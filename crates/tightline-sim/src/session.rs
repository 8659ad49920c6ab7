//! The fight in progress. Created at hook-set, dropped at the terminal state.

use tightline_core::state::FightView;
use tightline_core::types::FishInstance;
use tightline_physics::bands::classify;
use tightline_physics::integrator::{FightMeters, FightProfile};

#[derive(Debug, Clone, PartialEq)]
pub struct FightSession {
    pub fish: FishInstance,
    pub profile: FightProfile,
    pub meters: FightMeters,
}

impl FightSession {
    pub fn new(fish: FishInstance, profile: FightProfile) -> Self {
        Self {
            meters: FightMeters::at_hook_set(&profile),
            fish,
            profile,
        }
    }

    pub fn view(&self) -> FightView {
        let m = &self.meters;
        FightView {
            tension: m.tension,
            line_tension: m.line_tension,
            rod_tension: m.rod_tension,
            distance: m.distance,
            max_distance: self.profile.max_distance,
            hit_charge: m.hit_charge,
            is_fighting: m.is_fighting,
            is_stunned: m.is_stunned,
            stun_time_left: m.stun_time_left,
            high_tension_secs: m.high_tension_timer,
            slack_secs: m.slack_timer,
            band: classify(m.tension),
            fish: self.fish.clone(),
        }
    }
}
//! Tests for the fishing engine, state machine, attraction and catch resolution.

use glam::DVec2;
use rand::SeedableRng;
use rand_chacha::ChaCha8Rng;

use tightline_core::catalog::{Catalog, Species};
use tightline_core::commands::{CastRequest, PlayerCommand};
use tightline_core::constants::*;
use tightline_core::enums::*;
use tightline_core::error::{ActionRejected, CastError, CatalogError, HitError, HookError};
use tightline_core::events::{FightOutcome, FishingEvent};
use tightline_core::state::FightTelemetry;
use tightline_core::supplies::{PlayerSupplies, SupplyLedger};
use tightline_core::types::ActiveHours;

use crate::catch_roll::*;
use crate::countdown::Countdown;
use crate::engine::{FishingEngine, SchoolConfig, SimConfig};
use crate::phase::{Bite, FightPhase};
use crate::school;

const DT: f64 = 0.1;

fn catalog() -> Catalog {
    Catalog::embedded().unwrap()
}

fn engine_with(seed: u64, school_enabled: bool) -> FishingEngine {
    let config = SimConfig {
        seed,
        school: SchoolConfig {
            enabled: school_enabled,
            ..Default::default()
        },
        ..Default::default()
    };
    FishingEngine::new(config, catalog())
}

fn request(location_id: &str, rod_id: &str, bait_id: &str) -> CastRequest {
    let catalog = catalog();
    CastRequest {
        loadout: catalog
            .loadout(rod_id, "mono_medium", "spinning_basic", "hook_6")
            .unwrap(),
        bait: catalog.bait(bait_id).unwrap().clone(),
        location: catalog.location(location_id).unwrap().clone(),
        target: None,
    }
}

fn pond_worm() -> CastRequest {
    request("pond", "fiber_float", "worm")
}

fn supplies() -> PlayerSupplies {
    PlayerSupplies::default().with_bait("worm", 10)
}

/// Tick until `state` is reached. Returns the telemetry of every tick.
fn tick_until(engine: &mut FishingEngine, state: GameStateKind, max_ticks: usize) -> Vec<FightTelemetry> {
    let mut out = Vec::new();
    for _ in 0..max_ticks {
        let t = engine.tick(DT);
        let done = t.state == state;
        out.push(t);
        if done {
            return out;
        }
    }
    panic!("never reached {state:?}");
}

fn events(telemetry: &[FightTelemetry]) -> Vec<FishingEvent> {
    telemetry.iter().flat_map(|t| t.events.clone()).collect()
}

/// Cast at the pond and wait for the bait to settle.
fn waiting_engine(seed: u64) -> (FishingEngine, PlayerSupplies) {
    let mut engine = engine_with(seed, false);
    let mut supplies = supplies();
    engine.start_cast(pond_worm(), &mut supplies).unwrap();
    tick_until(&mut engine, GameStateKind::Waiting, 20);
    (engine, supplies)
}

fn reeling_engine(seed: u64) -> FishingEngine {
    let (mut engine, _) = waiting_engine(seed);
    engine.force_phase(FightPhase::Biting {
        window: Countdown::new(BITE_WINDOW_SECS),
        bite: Bite { attracted: None },
    });
    assert_eq!(engine.set_hook_intent(), Ok(GameStateKind::Reeling));
    engine
}

/// Simple scripted angler used by the determinism tests.
fn drive(engine: &mut FishingEngine, supplies: &mut PlayerSupplies, t: &FightTelemetry) {
    match t.state {
        GameStateKind::Idle => {
            let _ = engine.start_cast(pond_worm(), supplies);
        }
        GameStateKind::Biting => {
            let _ = engine.set_hook_intent();
        }
        GameStateKind::Reeling => {
            if let Some(fight) = &t.fight {
                engine.set_pull_input(fight.tension < 50.0);
                if fight.hit_charge >= HIT_CHARGE_MAX {
                    engine.trigger_hit().unwrap();
                }
            }
        }
        GameStateKind::Caught | GameStateKind::Lost => engine.acknowledge().unwrap(),
        _ => {}
    }
}

fn play(seed: u64, school_enabled: bool, ticks: usize) -> Vec<String> {
    let mut engine = engine_with(seed, school_enabled);
    engine.enter_location("pond").unwrap();
    let mut supplies = supplies().with_bait("worm", 1000);
    let mut out = Vec::with_capacity(ticks);
    for _ in 0..ticks {
        let t = engine.tick(1.0 / 60.0);
        drive(&mut engine, &mut supplies, &t);
        supplies.regenerate(1);
        out.push(serde_json::to_string(&t).unwrap());
    }
    out
}

// ---- Determinism ----

#[test]
fn test_determinism_same_seed() {
    let a = play(12345, true, 6000);
    let b = play(12345, true, 6000);
    for (i, (ja, jb)) in a.iter().zip(&b).enumerate() {
        assert_eq!(ja, jb, "Telemetry diverged at tick {i} with same seed");
    }
}

#[test]
fn test_determinism_different_seeds() {
    let a = play(111, false, 6000);
    let b = play(222, false, 6000);
    assert_ne!(a, b, "Different seeds should produce different sessions");
}

// ---- Casting ----

#[test]
fn test_cast_spends_energy_and_bait() {
    let mut engine = engine_with(1, true);
    let mut supplies = supplies();
    engine.start_cast(pond_worm(), &mut supplies).unwrap();
    assert_eq!(engine.state(), GameStateKind::Casting);
    assert_eq!(supplies.energy(), ENERGY_MAX - CAST_ENERGY_COST);
    assert_eq!(supplies.bait_count("worm"), 9);
    assert!(school::school_size(engine.world()) >= SCHOOL_MIN);
}

#[test]
fn test_unlimited_bait_not_consumed() {
    let mut engine = engine_with(1, true);
    let mut supplies = PlayerSupplies::default();
    engine
        .start_cast(request("river", "pro_baitcast", "lure"), &mut supplies)
        .unwrap();
    assert_eq!(supplies.bait_count("lure"), 0);
    assert_eq!(engine.state(), GameStateKind::Casting);
}

#[test]
fn test_cast_rejections_leave_state_untouched() {
    let mut engine = engine_with(1, true);

    let mut empty = PlayerSupplies::default();
    assert_eq!(
        engine.start_cast(pond_worm(), &mut empty),
        Err(CastError::NoBait {
            bait_id: "worm".into()
        })
    );

    let mut tired = PlayerSupplies {
        energy: 4,
        ..supplies()
    };
    assert_eq!(
        engine.start_cast(pond_worm(), &mut tired),
        Err(CastError::NoEnergy {
            available: 4,
            required: CAST_ENERGY_COST
        })
    );
    assert_eq!(tired.bait_count("worm"), 10, "Rejected cast must not consume bait");

    let mut full = supplies();
    assert_eq!(
        engine.start_cast(request("creek", "carbon_baitcast", "worm"), &mut full),
        Err(CastError::IncompatibleGearForLocation {
            location_id: "creek".into()
        })
    );
    assert_eq!(full.energy(), ENERGY_MAX);
    assert_eq!(engine.state(), GameStateKind::Idle);

    engine.start_cast(pond_worm(), &mut full).unwrap();
    assert_eq!(
        engine.start_cast(pond_worm(), &mut full),
        Err(CastError::NotIdle {
            state: GameStateKind::Casting
        })
    );
}

#[test]
fn test_casting_stages_then_waiting() {
    let mut engine = engine_with(1, true);
    let mut supplies = supplies();
    engine.start_cast(pond_worm(), &mut supplies).unwrap();

    let ticks = tick_until(&mut engine, GameStateKind::Waiting, 20);
    assert_eq!(ticks.len(), 14, "Cast sequence lasts 1.4s");
    assert_eq!(ticks[0].casting_stage, Some(CastingStage::Windup));
    assert_eq!(ticks[2].casting_stage, Some(CastingStage::Cast));
    assert_eq!(ticks[5].casting_stage, Some(CastingStage::Line));
    assert_eq!(ticks[9].casting_stage, Some(CastingStage::Splash));
    assert!(events(&ticks).contains(&FishingEvent::LineSettled));
}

* [WHAT YOU WILL DO]:
Some lines above hold the word "drive". Copy all of them.

* [RESULT BELOW]:
fn drive(engine: &mut FishingEngine, supplies: &mut PlayerSupplies, t: &FightTelemetry) {
        drive(&mut engine, &mut supplies, &t);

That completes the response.